### [What to produce]
Since the entries below must stay intact, return each one exactly.

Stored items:
****************************************

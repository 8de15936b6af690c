//! Directory-backed report loading behind the TTL cache.
//!
//! One export directory holds up to six CSV reports under fixed names; a
//! missing file is an empty dataset, not an error, so a seller with no
//! returns still gets a digest. Repeated loads of the same directory within
//! the TTL are served from the cache, mirroring how the upstream query
//! layer bounds staleness.

use std::path::{Path, PathBuf};
use std::time::Duration;

use crate::cache::{Clock, SystemClock, TtlCache};
use crate::digest::ReportBundle;
use crate::loader::{
    load_inventory_file, load_orders_file, load_returns_file, load_reviews_file,
    load_settlements_file, load_traffic_file, LoadError,
};

/// How long a loaded bundle stays fresh.
pub const DEFAULT_REPORT_TTL: Duration = Duration::from_secs(60);

fn load_optional<T>(
    dir: &Path,
    file_name: &str,
    load: impl Fn(&Path) -> Result<Vec<T>, LoadError>,
) -> Result<Vec<T>, LoadError> {
    let path = dir.join(file_name);
    if !path.exists() {
        log::warn!("{} not found, skipping that report", path.display());
        return Ok(Vec::new());
    }
    load(&path)
}

/// Load every report present in `dir` into one bundle.
pub fn load_report_dir(dir: &Path) -> Result<ReportBundle, LoadError> {
    Ok(ReportBundle {
        inventory: load_optional(dir, "inventory.csv", |p| load_inventory_file(p))?,
        orders: load_optional(dir, "orders.csv", |p| load_orders_file(p))?,
        settlements: load_optional(dir, "settlements.csv", |p| load_settlements_file(p))?,
        traffic: load_optional(dir, "traffic.csv", |p| load_traffic_file(p))?,
        returns: load_optional(dir, "returns.csv", |p| load_returns_file(p))?,
        reviews: load_optional(dir, "reviews.csv", |p| load_reviews_file(p))?,
    })
}

/// Read-through report source: owns the cache so the digest and engine
/// layers never see it.
pub struct ReportStore<C: Clock = SystemClock> {
    cache: TtlCache<PathBuf, ReportBundle, C>,
}

impl ReportStore {
    pub fn new(ttl: Duration) -> Self {
        Self {
            cache: TtlCache::new(ttl),
        }
    }
}

impl<C: Clock> ReportStore<C> {
    pub fn with_clock(ttl: Duration, clock: C) -> Self {
        Self {
            cache: TtlCache::with_clock(ttl, clock),
        }
    }

    /// The bundle for `dir`, re-read from disk only when the cached copy
    /// has expired. A failed read caches nothing.
    pub fn load(&mut self, dir: impl AsRef<Path>) -> Result<&ReportBundle, LoadError> {
        let dir = dir.as_ref();
        self.cache
            .try_get_or_insert_with(dir.to_path_buf(), || load_report_dir(dir))
    }
}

****************************************

### [Exercise output]
repository 8de15936b6af690c
//! Directory-backed report loading behind the TTL cache.
//!
//! One export directory holds up to six CSV reports under fixed names; a
//! missing file is an empty dataset, not an error, so a seller with no
//! returns still gets a digest. Repeated loads of the same directory within
//! the TTL are served from the cache, mirroring how the upstream query
//! layer bounds staleness.

use std::path::{Path, PathBuf};
use std::time::Duration;

use crate::cache::{Clock, SystemClock, TtlCache};
use crate::digest::ReportBundle;
use crate::loader::{
    load_inventory_file, load_orders_file, load_returns_file, load_reviews_file,
    load_settlements_file, load_traffic_file, LoadError,
};

/// How long a loaded bundle stays fresh.
pub const DEFAULT_REPORT_TTL: Duration = Duration::from_secs(60);

fn load_optional<T>(
    dir: &Path,
    file_name: &str,
    load: impl Fn(&Path) -> Result<Vec<T>, LoadError>,
) -> Result<Vec<T>, LoadError> {
    let path = dir.join(file_name);
    if !path.exists() {
        log::warn!("{} not found, skipping that report", path.display());
        return Ok(Vec::new());
    }
    load(&path)
}

/// Load every report present in `dir` into one bundle.
pub fn load_report_dir(dir: &Path) -> Result<ReportBundle, LoadError> {
    Ok(ReportBundle {
        inventory: load_optional(dir, "inventory.csv", |p| load_inventory_file(p))?,
        orders: load_optional(dir, "orders.csv", |p| load_orders_file(p))?,
        settlements: load_optional(dir, "settlements.csv", |p| load_settlements_file(p))?,
        traffic: load_optional(dir, "traffic.csv", |p| load_traffic_file(p))?,
        returns: load_optional(dir, "returns.csv", |p| load_returns_file(p))?,
        reviews: load_optional(dir, "reviews.csv", |p| load_reviews_file(p))?,
    })
}

/// Read-through report source: owns the cache so the digest and engine
/// layers never see it.
pub struct ReportStore<C: Clock = SystemClock> {
    cache: TtlCache<PathBuf, ReportBundle, C>,
}

impl ReportStore {
    pub fn new(ttl: Duration) -> Self {
        Self {
            cache: TtlCache::new(ttl),
        }
    }
}

impl<C: Clock> ReportStore<C> {
    pub fn with_clock(ttl: Duration, clock: C) -> Self {
        Self {
            cache: TtlCache::with_clock(ttl, clock),
        }
    }

    /// The bundle for `dir`, re-read from disk only when the cached copy
    /// has expired. A failed read caches nothing.
    pub fn load(&mut self, dir: impl AsRef<Path>) -> Result<&ReportBundle, LoadError> {
        let dir = dir.as_ref();
        self.cache
            .try_get_or_insert_with(dir.to_path_buf(), || load_report_dir(dir))
    }
}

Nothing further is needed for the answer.